In the same year Caruna paid millions to holding companies in the Netherlands to service loans. Up until 2014 Caruna was owned by the state-owned energy firm Fortum, but was then sold off to investors. Although the municipal pension fund Keva and the private pension fund Elo bought some of the stock in the new firm, 80 percent of the shares went to international investors.
Yle looked at Caruna-linked firms’ accounts and loan agreements in Finland and the Netherlands over several years, finding that the Finnish Caruna companies had taken loans totalling more than a billion euros from their owners. In 2014 it paid back 76 million euros, helping to create a loss on paper that minimised its tax bill.
Although the Caruna Oy firm, which handles the firm’s operations, made a 50.5 million euro profit, after financing costs that changed into a 7.6 million euro loss. The firm ended up paying 822,000 euros in corporation tax, a rate of just 1.6 percent.

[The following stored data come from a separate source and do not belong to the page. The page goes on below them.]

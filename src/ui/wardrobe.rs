/// Wardrobe presentation widgets
///
/// Sections for the model photo and each item category: an add button
/// plus a wrapped grid of thumbnails with per-item remove buttons.

use iced::widget::{button, column, container, image, row, text};
use iced::{Alignment, Element, Length};
use iced_aw::Wrap;

use crate::app::Message;
use crate::state::wardrobe::{Category, ImageBlob, NamedItem};

const THUMBNAIL_SIZE: u16 = 96;

/// Model photo section: the preview with a remove button, or the picker
/// prompt while no photo is loaded.
pub fn model_section(model: Option<&ImageBlob>) -> Element<'_, Message> {
    let body: Element<Message> = match model {
        Some(blob) => column![
            image(image::Handle::from_bytes(blob.bytes.clone())).width(Length::Fill),
            button(text("Remove").size(12)).on_press(Message::ClearModelImage),
        ]
        .spacing(8)
        .into(),
        None => column![
            text("Generated looks start from this photo.").size(12),
            button(text("Select Model Photo")).on_press(Message::PickModelImage),
        ]
        .spacing(8)
        .into(),
    };

    section_box("1. Model Photo", body)
}

/// One category section with its uploader and thumbnails.
pub fn section<'a>(
    title: &'a str,
    category: Category,
    items: &'a [NamedItem],
) -> Element<'a, Message> {
    let mut body = column![button(text(format!("Add a {}", category.label())).size(14))
        .on_press(Message::PickItem(category))
        .padding(8)]
    .spacing(10);

    if !items.is_empty() {
        let thumbnails: Vec<Element<Message>> = items
            .iter()
            .map(|item| thumbnail(item, category))
            .collect();
        body = body.push(Wrap::with_elements(thumbnails).spacing(8.0).line_spacing(8.0));
    }

    section_box(title, body.into())
}

/// Preview of the outfit carried into the accessory phase.
pub fn styling_base(image_blob: &ImageBlob) -> Element<'_, Message> {
    section_box(
        "Styling Base",
        image(image::Handle::from_bytes(image_blob.bytes.clone()))
            .width(Length::Fill)
            .into(),
    )
}

fn thumbnail(item: &NamedItem, category: Category) -> Element<'_, Message> {
    column![
        image(image::Handle::from_bytes(item.image.bytes.clone()))
            .width(THUMBNAIL_SIZE)
            .height(THUMBNAIL_SIZE),
        row![
            text(&item.name).size(11).width(THUMBNAIL_SIZE - 24),
            button(text("✕").size(11)).on_press(Message::RemoveItem(category, item.id)),
        ]
        .spacing(4)
        .align_y(Alignment::Center),
    ]
    .spacing(4)
    .into()
}

fn section_box<'a>(title: &'a str, body: Element<'a, Message>) -> Element<'a, Message> {
    container(column![text(title).size(18), body].spacing(10))
        .padding(12)
        .width(Length::Fill)
        .style(container::bordered_box)
        .into()
}
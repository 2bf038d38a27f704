/// Application shell — iced state, messages and the update loop
///
/// The update loop is where the sequential batch runner actually runs:
/// `Generate` publishes the batch and starts item 0, and every
/// `JobSettled` records the outcome and starts the next item, so there is
/// never more than one request in flight. All workflow rules live in
/// `state::session`; this module only forwards intents and drives the
/// async service calls.

use std::path::PathBuf;
use std::sync::Arc;

use iced::widget::{button, column, container, radio, row, scrollable, text};
use iced::{Alignment, Element, Length, Task, Theme};
use rfd::FileDialog;

use crate::config::AppConfig;
use crate::services::export;
use crate::services::gemini::GeminiClient;
use crate::services::upload::{self, UploadedImage};
use crate::state::combos::{OutfitMode, WorkItem};
use crate::state::jobs::JobStatus;
use crate::state::session::{Phase, Session};
use crate::state::wardrobe::{Category, ImageBlob};
use crate::ui;

/// Main application state
pub struct TryOnStudio {
    pub session: Session,
    client: Arc<GeminiClient>,
    /// Status message to display to the user
    status: String,
}

/// Application messages (events)
#[derive(Debug, Clone)]
pub enum Message {
    /// User clicked the model photo picker
    PickModelImage,
    /// Model photo finished loading (or failed to convert)
    ModelImageLoaded(Result<UploadedImage, String>),
    ClearModelImage,
    /// User clicked "Add" on a wardrobe section
    PickItem(Category),
    /// A wardrobe upload finished loading (or failed to convert)
    ItemLoaded(Category, Result<UploadedImage, String>),
    RemoveItem(Category, u64),
    SetMode(OutfitMode),
    /// Start a generation batch for the active phase
    Generate,
    /// The in-flight generation request settled
    JobSettled {
        index: usize,
        outcome: Result<ImageBlob, String>,
    },
    /// User picked a successful outfit as the styling base
    SelectOutfit(String),
    BackToOutfits,
    /// User asked to download a result image
    SaveResult(String),
    ResultSaved(Result<PathBuf, String>),
}

impl TryOnStudio {
    /// Create a new instance of the application
    pub fn new(config: AppConfig) -> (Self, Task<Message>) {
        let client = Arc::new(GeminiClient::new(config.gemini_api_key, config.gemini_model));

        (
            TryOnStudio {
                session: Session::new(),
                client,
                status: "Ready. Upload a model photo and some garments.".to_string(),
            },
            Task::none(),
        )
    }

    /// Handle application messages and update state
    pub fn update(&mut self, message: Message) -> Task<Message> {
        match message {
            Message::PickModelImage => match pick_image_file("Select Model Photo") {
                Some(path) => Task::perform(load_upload(path), Message::ModelImageLoaded),
                None => Task::none(),
            },
            Message::ModelImageLoaded(Ok(uploaded)) => {
                self.status = format!("Model photo \"{}\" loaded.", uploaded.name);
                self.session.set_model_image(uploaded.blob);
                Task::none()
            }
            Message::ModelImageLoaded(Err(error)) => {
                self.status = error;
                Task::none()
            }
            Message::ClearModelImage => {
                self.session.clear_model_image();
                Task::none()
            }
            Message::PickItem(category) => {
                let title = format!("Add a {}", category.label());
                match pick_image_file(&title) {
                    Some(path) => Task::perform(load_upload(path), move |result| {
                        Message::ItemLoaded(category, result)
                    }),
                    None => Task::none(),
                }
            }
            Message::ItemLoaded(category, Ok(uploaded)) => {
                self.status = format!("Added \"{}\" to {}.", uploaded.name, category.label());
                self.session.add_item(category, uploaded.blob, uploaded.name);
                Task::none()
            }
            Message::ItemLoaded(_, Err(error)) => {
                // Conversion errors never reach the registry
                self.status = error;
                Task::none()
            }
            Message::RemoveItem(category, id) => {
                self.session.remove_item(category, id);
                Task::none()
            }
            Message::SetMode(mode) => {
                self.session.mode = mode;
                Task::none()
            }
            Message::Generate => match self.session.start_generation() {
                Ok(()) => self.advance(),
                Err(error) => {
                    self.status = error.to_string();
                    Task::none()
                }
            },
            Message::JobSettled { index, outcome } => {
                self.session.active_jobs_mut().settle(index, outcome);
                self.advance()
            }
            Message::SelectOutfit(job_id) => {
                // Phase transitions are blocked while a batch is running
                if !self.session.is_busy() && self.session.select_outfit(&job_id) {
                    self.status =
                        "Outfit selected. Add accessories and style it.".to_string();
                }
                Task::none()
            }
            Message::BackToOutfits => {
                if !self.session.is_busy() {
                    self.session.back_to_outfits();
                }
                Task::none()
            }
            Message::SaveResult(job_id) => self.save_result(&job_id),
            Message::ResultSaved(Ok(path)) => {
                self.status = format!("✅ Saved {}.", path.display());
                Task::none()
            }
            Message::ResultSaved(Err(error)) => {
                self.status = error;
                Task::none()
            }
        }
    }

    /// Start the next pending item of the active batch, or finish the
    /// batch when every record is terminal.
    fn advance(&mut self) -> Task<Message> {
        let Some(index) = self.session.active_jobs_mut().begin_next() else {
            let records = self.session.active_jobs().records();
            if !records.is_empty() {
                let successes = records
                    .iter()
                    .filter(|record| record.status == JobStatus::Success)
                    .count();
                self.status = format!(
                    "✅ Batch complete! {} of {} looks generated.",
                    successes,
                    records.len()
                );
            }
            return Task::none();
        };

        let Some(base) = self.session.base_image().cloned() else {
            // Unreachable when start_generation's preconditions held
            self.session
                .active_jobs_mut()
                .settle(index, Err("No base image available.".to_string()));
            return self.advance();
        };

        let Some(work) = self.session.work_at(index) else {
            return Task::none();
        };

        let client = Arc::clone(&self.client);
        Task::perform(run_work(client, base, work), move |outcome| {
            Message::JobSettled { index, outcome }
        })
    }

    /// Offer a successful record's image as a download via the save dialog.
    fn save_result(&mut self, job_id: &str) -> Task<Message> {
        let Some(record) = self.session.active_jobs().record(job_id) else {
            return Task::none();
        };
        let Some(image) = record.result.clone() else {
            return Task::none();
        };

        let file_name = export::artifact_file_name(&record.work, &image);
        let picked = FileDialog::new()
            .set_title("Save Look")
            .set_directory(export::default_download_dir())
            .set_file_name(&file_name)
            .save_file();

        match picked {
            Some(path) => Task::perform(export::save_image(path, image), Message::ResultSaved),
            None => Task::none(),
        }
    }

    /// Build the user interface
    pub fn view(&self) -> Element<Message> {
        let inputs: Element<Message> = match self.session.phase() {
            Phase::Outfit => self.outfit_inputs(),
            Phase::Accessory => self.accessory_inputs(),
        };

        let busy = self.session.is_busy();
        let board = self.session.active_jobs();

        let generate_label = if busy {
            board.progress_message()
        } else {
            match self.session.phase() {
                Phase::Outfit => "Generate Looks",
                Phase::Accessory => "Style Outfit",
            }
        };
        let generate_button = button(text(generate_label))
            .on_press_maybe((!busy).then_some(Message::Generate))
            .padding(10);

        let results = column![
            generate_button,
            scrollable(ui::gallery::gallery(
                board.records(),
                self.session.phase(),
                busy,
            ))
            .height(Length::Fill),
        ]
        .spacing(12);

        let content = row![
            container(scrollable(inputs)).width(Length::FillPortion(2)),
            container(results).width(Length::FillPortion(3)),
        ]
        .spacing(16)
        .height(Length::Fill);

        column![
            row![
                text("Virtual Try-On Studio").size(28),
                text(&self.status).size(14),
            ]
            .spacing(20)
            .align_y(Alignment::Center),
            content,
        ]
        .spacing(16)
        .padding(16)
        .into()
    }

    /// Set the application theme
    pub fn theme(&self) -> Theme {
        Theme::Light
    }

    fn outfit_inputs(&self) -> Element<Message> {
        let mode = self.session.mode;
        let mode_row = row![
            radio(
                "Tops + bottoms",
                OutfitMode::TopBottom,
                Some(mode),
                Message::SetMode
            ),
            radio(
                "Dresses",
                OutfitMode::FullBody,
                Some(mode),
                Message::SetMode
            ),
        ]
        .spacing(12);

        let mut inputs = column![
            ui::wardrobe::model_section(self.session.model_image.as_ref()),
            mode_row,
        ]
        .spacing(16);

        match mode {
            OutfitMode::TopBottom => {
                inputs = inputs
                    .push(ui::wardrobe::section(
                        "2. Tops",
                        Category::Top,
                        self.session.wardrobe.items(Category::Top),
                    ))
                    .push(ui::wardrobe::section(
                        "3. Bottoms",
                        Category::Bottom,
                        self.session.wardrobe.items(Category::Bottom),
                    ));
            }
            OutfitMode::FullBody => {
                inputs = inputs.push(ui::wardrobe::section(
                    "2. Dresses",
                    Category::Dress,
                    self.session.wardrobe.items(Category::Dress),
                ));
            }
        }

        inputs.into()
    }

    fn accessory_inputs(&self) -> Element<Message> {
        let busy = self.session.is_busy();

        let mut inputs = column![button(text("← Back to outfits"))
            .on_press_maybe((!busy).then_some(Message::BackToOutfits))
            .padding(8)]
        .spacing(16);

        if let Some(selected) = self.session.selected_outfit() {
            inputs = inputs.push(ui::wardrobe::styling_base(&selected.image));
        }

        for category in Category::ACCESSORIES {
            inputs = inputs.push(ui::wardrobe::section(
                section_title(category),
                category,
                self.session.wardrobe.items(category),
            ));
        }

        inputs.into()
    }
}

fn section_title(category: Category) -> &'static str {
    match category {
        Category::Shoes => "Shoes",
        Category::Sunglasses => "Sunglasses",
        Category::Hat => "Hats",
        Category::Necklace => "Necklaces",
        _ => "Wardrobe",
    }
}

/// Show the native image picker.
fn pick_image_file(title: &str) -> Option<PathBuf> {
    FileDialog::new()
        .set_title(title)
        .add_filter("Images", &upload::ACCEPTED_EXTENSIONS)
        .pick_file()
}

/// Load a picked file off the UI thread, flattening errors to display
/// text for the message boundary.
async fn load_upload(path: PathBuf) -> Result<UploadedImage, String> {
    upload::load_image(path).await.map_err(|e| e.to_string())
}

/// Execute one work item against the generation service.
async fn run_work(
    client: Arc<GeminiClient>,
    base: ImageBlob,
    work: WorkItem,
) -> Result<ImageBlob, String> {
    let result = match &work {
        WorkItem::TopBottom { top, bottom } => {
            client
                .generate_outfit(&base, &top.image, Some(&bottom.image))
                .await
        }
        WorkItem::Dress { dress } => client.generate_outfit(&base, &dress.image, None).await,
        WorkItem::Accessories { items } => {
            let images: Vec<ImageBlob> =
                items.iter().map(|item| item.image.clone()).collect();
            client.add_accessories(&base, &images).await
        }
    };

    result.map_err(|e| e.to_string())
}
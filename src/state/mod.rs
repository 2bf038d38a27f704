/// State management module
///
/// This module holds the whole try-on workflow as plain data with
/// synchronous transitions:
/// - Item registry and image blobs (wardrobe.rs)
/// - Combination builder for generation batches (combos.rs)
/// - Sequential job runner state (jobs.rs)
/// - Phase controller and the top-level session store (session.rs)

pub mod combos;
pub mod jobs;
pub mod session;
pub mod wardrobe;
/// Generation job board — the sequential batch runner's state
///
/// A batch turns an ordered list of work items into job records that the
/// rest of the app only reads. The board enforces the runner's guarantees:
/// every record is published in `Pending` before any network traffic, at
/// most one record is `Generating` at a time, records are attempted in
/// sequence-index order, and a record that reached `Success` or `Error`
/// is never mutated again. Retrying means starting a new batch with fresh
/// records.
///
/// The async half of the loop lives in the iced update cycle: the app asks
/// `begin_next` for the next index, performs the service call, then feeds
/// the outcome back through `settle`.

use super::combos::WorkItem;
use super::wardrobe::ImageBlob;

/// Lifecycle of one job record.
/// `Success` and `Error` are terminal.
#[derive(Debug, Clone, Copy, PartialEq, Eq)]
pub enum JobStatus {
    Pending,
    Generating,
    Success,
    Error,
}

impl JobStatus {
    pub fn is_terminal(self) -> bool {
        matches!(self, JobStatus::Success | JobStatus::Error)
    }
}

/// Tracked state of one work item's generation attempt.
#[derive(Debug, Clone)]
pub struct JobRecord {
    /// Derived from the work item's composition plus the sequence index,
    /// unique within the batch.
    pub id: String,
    pub work: WorkItem,
    pub status: JobStatus,
    pub result: Option<ImageBlob>,
    pub error: Option<String>,
}

/// Batch-level state sampled by the UI.
#[derive(Debug, Clone, PartialEq, Eq, Default)]
pub enum BatchProgress {
    #[default]
    Idle,
    Running {
        /// Zero-based index of the record currently generating
        current: usize,
        total: usize,
        message: String,
    },
}

/// Owns the job records for one phase. Only the runner mutates records;
/// observers read them through `records()`.
#[derive(Debug, Clone, Default)]
pub struct JobBoard {
    records: Vec<JobRecord>,
    progress: BatchProgress,
}

impl JobBoard {
    pub fn new() -> Self {
        Self::default()
    }

    /// Ordered read view of the current batch's records.
    pub fn records(&self) -> &[JobRecord] {
        &self.records
    }

    pub fn progress(&self) -> &BatchProgress {
        &self.progress
    }

    /// Progress text for the UI, empty when the batch is idle.
    pub fn progress_message(&self) -> &str {
        match &self.progress {
            BatchProgress::Idle => "",
            BatchProgress::Running { message, .. } => message,
        }
    }

    pub fn is_busy(&self) -> bool {
        matches!(self.progress, BatchProgress::Running { .. })
    }

    /// Look up a record by id.
    pub fn record(&self, id: &str) -> Option<&JobRecord> {
        self.records.iter().find(|record| record.id == id)
    }

    /// Publish a fresh batch: one `Pending` record per work item, replacing
    /// any previous batch, so observers see the full batch size and
    /// composition before the first request goes out.
    pub fn start_batch(&mut self, works: Vec<WorkItem>) {
        let total = works.len();

        self.records = works
            .into_iter()
            .enumerate()
            .map(|(index, work)| JobRecord {
                id: format!("{}-{}", work.id_slug(), index),
                work,
                status: JobStatus::Pending,
                result: None,
                error: None,
            })
            .collect();

        self.progress = BatchProgress::Running {
            current: 0,
            total,
            message: String::new(),
        };

        tracing::info!(total, "batch published");
    }

    /// Move the next pending record into `Generating` and publish the
    /// progress message for it. Returns the record's index, or `None` once
    /// every record is terminal — at which point the batch goes idle and
    /// the progress message is cleared.
    pub fn begin_next(&mut self) -> Option<usize> {
        let total = self.records.len();
        let index = self
            .records
            .iter()
            .position(|record| record.status == JobStatus::Pending);

        match index {
            Some(index) => {
                self.records[index].status = JobStatus::Generating;
                self.progress = BatchProgress::Running {
                    current: index,
                    total,
                    message: format!("Generating look {} of {}...", index + 1, total),
                };
                tracing::info!(index, total, "starting generation");
                Some(index)
            }
            None => {
                self.progress = BatchProgress::Idle;
                tracing::info!(total, "batch complete");
                None
            }
        }
    }

    /// Record the outcome of the in-flight item. Success stores the result
    /// image; failure stores a displayable message. Settling a record that
    /// is already terminal is ignored — terminal records are immutable.
    pub fn settle(&mut self, index: usize, outcome: Result<ImageBlob, String>) {
        let Some(record) = self.records.get_mut(index) else {
            return;
        };
        if record.status.is_terminal() {
            return;
        }

        match outcome {
            Ok(image) => {
                record.status = JobStatus::Success;
                record.result = Some(image);
            }
            Err(message) => {
                tracing::warn!(index, error = %message, "generation failed");
                record.status = JobStatus::Error;
                record.error = Some(message);
            }
        }
    }

    /// Drop all records and return to idle. Used when a newly selected
    /// outfit invalidates the previous accessory results.
    pub fn clear(&mut self) {
        self.records.clear();
        self.progress = BatchProgress::Idle;
    }
}
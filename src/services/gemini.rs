use base64::Engine;
use reqwest::Client;
use serde::{Deserialize, Serialize};

use crate::state::wardrobe::ImageBlob;

const GEMINI_API_BASE: &str = "https://generativelanguage.googleapis.com/v1beta";

/// Shown when the service fails without a usable message of its own.
pub const UNKNOWN_ERROR: &str = "An unknown error occurred.";

/// Client for the Gemini image generation API.
///
/// Two operations are consumed by the job runner: compositing garments
/// onto a model photo, and adding accessories to a previously generated
/// photo. Both send the images as inline base64 parts and expect an
/// image part back.
pub struct GeminiClient {
    http: Client,
    api_key: String,
    model: String,
}

#[derive(Serialize)]
#[serde(rename_all = "camelCase")]
struct GenerateContentRequest {
    contents: Vec<Content>,
    generation_config: GenerationConfig,
}

#[derive(Serialize, Deserialize)]
struct Content {
    #[serde(default)]
    parts: Vec<Part>,
}

#[derive(Serialize, Deserialize, Default)]
#[serde(rename_all = "camelCase")]
struct Part {
    #[serde(default, skip_serializing_if = "Option::is_none")]
    text: Option<String>,

    #[serde(default, skip_serializing_if = "Option::is_none")]
    inline_data: Option<InlineData>,
}

#[derive(Serialize, Deserialize)]
#[serde(rename_all = "camelCase")]
struct InlineData {
    mime_type: String,
    data: String,
}

#[derive(Serialize)]
#[serde(rename_all = "camelCase")]
struct GenerationConfig {
    response_modalities: Vec<String>,
}

#[derive(Deserialize)]
struct GenerateContentResponse {
    #[serde(default)]
    candidates: Vec<Candidate>,
}

#[derive(Deserialize)]
struct Candidate {
    content: Option<Content>,
}

#[derive(Deserialize)]
struct ApiErrorResponse {
    error: ApiErrorBody,
}

#[derive(Deserialize)]
struct ApiErrorBody {
    message: String,
}

impl GeminiClient {
    pub fn new(api_key: String, model: String) -> Self {
        Self {
            http: Client::new(),
            api_key,
            model,
        }
    }

    /// Composite one or two garment images onto the model photo.
    pub async fn generate_outfit(
        &self,
        model: &ImageBlob,
        item_a: &ImageBlob,
        item_b: Option<&ImageBlob>,
    ) -> Result<ImageBlob, GenerateError> {
        let mut parts = vec![image_part(model), image_part(item_a)];
        let prompt = match item_b {
            Some(item_b) => {
                parts.push(image_part(item_b));
                concat!(
                    "The first image is a photo of a person. Dress that person in the ",
                    "two clothing items shown in the following images, keeping the ",
                    "person's pose, face and background unchanged. Return only the ",
                    "resulting photo."
                )
            }
            None => concat!(
                "The first image is a photo of a person. Dress that person in the ",
                "garment shown in the second image, keeping the person's pose, face ",
                "and background unchanged. Return only the resulting photo."
            ),
        };
        parts.push(text_part(prompt));

        self.invoke(parts).await
    }

    /// Add every accessory image to a base photo (usually a prior result).
    pub async fn add_accessories(
        &self,
        base: &ImageBlob,
        accessories: &[ImageBlob],
    ) -> Result<ImageBlob, GenerateError> {
        let mut parts = vec![image_part(base)];
        parts.extend(accessories.iter().map(image_part));
        parts.push(text_part(concat!(
            "The first image is a photo of a person. Style that person with all of ",
            "the accessories shown in the following images (worn naturally where ",
            "each belongs), keeping everything else unchanged. Return only the ",
            "resulting photo."
        )));

        self.invoke(parts).await
    }

    async fn invoke(&self, parts: Vec<Part>) -> Result<ImageBlob, GenerateError> {
        let url = format!(
            "{}/models/{}:generateContent",
            GEMINI_API_BASE, self.model
        );

        let request = GenerateContentRequest {
            contents: vec![Content { parts }],
            generation_config: GenerationConfig {
                response_modalities: vec!["IMAGE".to_string(), "TEXT".to_string()],
            },
        };

        let response = self
            .http
            .post(&url)
            .header("x-goog-api-key", &self.api_key)
            .json(&request)
            .send()
            .await?;

        if !response.status().is_success() {
            let status = response.status();
            let message = match response.json::<ApiErrorResponse>().await {
                Ok(body) => body.error.message,
                Err(_) => UNKNOWN_ERROR.to_string(),
            };
            tracing::warn!(%status, %message, "generation request rejected");
            return Err(GenerateError::Api(message));
        }

        let body: GenerateContentResponse = response.json().await?;
        first_inline_image(body).ok_or(GenerateError::NoImage)
    }
}

fn image_part(blob: &ImageBlob) -> Part {
    Part {
        inline_data: Some(InlineData {
            mime_type: blob.mime_type.clone(),
            data: base64::engine::general_purpose::STANDARD.encode(&blob.bytes),
        }),
        ..Part::default()
    }
}

fn text_part(text: &str) -> Part {
    Part {
        text: Some(text.to_string()),
        ..Part::default()
    }
}

/// Pull the first inline image part out of a response, decoded to bytes.
fn first_inline_image(response: GenerateContentResponse) -> Option<ImageBlob> {
    response
        .candidates
        .into_iter()
        .filter_map(|candidate| candidate.content)
        .flat_map(|content| content.parts)
        .find_map(|part| part.inline_data)
        .and_then(|inline| {
            base64::engine::general_purpose::STANDARD
                .decode(inline.data.as_bytes())
                .ok()
                .map(|bytes| ImageBlob::new(bytes, inline.mime_type))
        })
}

#[derive(Debug, thiserror::Error)]
pub enum GenerateError {
    #[error("The generation service could not be reached: {0}")]
    Http(#[from] reqwest::Error),

    /// Message reported by the service, displayed as-is on the job card.
    #[error("{0}")]
    Api(String),

    #[error("The service response did not include an image")]
    NoImage,
}

#[cfg(test)]
mod tests {
    use super::*;

    #[test]
    fn test_request_uses_camel_case_wire_names() {
        let blob = ImageBlob::new(vec![1, 2, 3], "image/png");
        let request = GenerateContentRequest {
            contents: vec![Content {
                parts: vec![image_part(&blob), text_part("hello")],
            }],
            generation_config: GenerationConfig {
                response_modalities: vec!["IMAGE".to_string()],
            },
        };

        let value = serde_json::to_value(&request).unwrap();
        let part = &value["contents"][0]["parts"][0];
        assert_eq!(part["inlineData"]["mimeType"], "image/png");
        assert_eq!(part["inlineData"]["data"], "AQID");
        assert_eq!(value["generationConfig"]["responseModalities"][0], "IMAGE");
        // Image parts must not carry an empty text field
        assert!(part.get("text").is_none());
    }

    #[test]
    fn test_first_inline_image_skips_text_parts() {
        let json = serde_json::json!({
            "candidates": [{
                "content": {
                    "parts": [
                        { "text": "Here is your outfit:" },
                        { "inlineData": { "mimeType": "image/png", "data": "AQID" } }
                    ]
                }
            }]
        });
        let response: GenerateContentResponse = serde_json::from_value(json).unwrap();

        let image = first_inline_image(response).unwrap();
        assert_eq!(image.mime_type, "image/png");
        assert_eq!(image.bytes, vec![1, 2, 3]);
    }

    #[test]
    fn test_response_without_image_yields_none() {
        let json = serde_json::json!({
            "candidates": [{ "content": { "parts": [{ "text": "no can do" }] } }]
        });
        let response: GenerateContentResponse = serde_json::from_value(json).unwrap();
        assert!(first_inline_image(response).is_none());

        let empty: GenerateContentResponse = serde_json::from_value(serde_json::json!({})).unwrap();
        assert!(first_inline_image(empty).is_none());
    }
}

No decision from tax officials
Caruna Managing Director Jyrki Tammivuori told Yle that the holding companies are based in the Netherlands at the owner’s behest. In December 2013 the Dutch firm Suomi Power B.V. lent 972 million euros to the Finnish company. The interest rate on that loan was 8.5 percent—a hefty increase on a loan of 150,000 euros granted in March of that year, on which the Dutch firm charged 5.33 percent plus the euribor reference rate.
According to Finnish law internal company loans cannot be made at significantly higher interest rates than available on the commercial market. Tammivuori says Caruna has not asked for an official ruling from the tax office on his firm’s arrangements.
"We haven’t asked for a preliminary decision, but we have discussed this with the tax office," said Tammivuori.
Loans like these help companies to transfer wealth from high tax regimes like Finland’s to lower tax jurisdictions like the Netherlands.
"Our owners are foreign infrastructure investors and Finnish pension funds, and using foreign holding companies is entirely normal practice in this kind of arrangement," said Tammivuori.
Good corporate citizen
But does Tammivuori regard his firm as a good corporate citizen and taxpayer?
"Yes, I do," answered Tammivuori.
The firm’s arrangements are entirely legal, as the company has the right to minimise its tax bill using these methods. However the Dutch government has been criticised for allowing these schemes.
The European commission estimates that illegal tax evasion and legal tax avoidance combined cost EU taxpayers around a trillion euros. In October 2015 it forced Holland to collect an extra 20-30 million euros in tax from the US coffee chain Starbucks, which the company had avoided paying.
Other big firms including Fiat have also felt the EU’s wrath as it struggles to deal with the problem.
"Tax rulings that artificially reduce a company's tax burden are not in line with EU state aid rules,” said EU Commissioner Margrethe Vestager after delivering the verdicts on Starbucks and Fiat. “They are illegal. I hope that, with today's decisions, this message will be heard by Member State governments and companies alike. All companies, big or small, multinational or not, should pay their fair share of tax."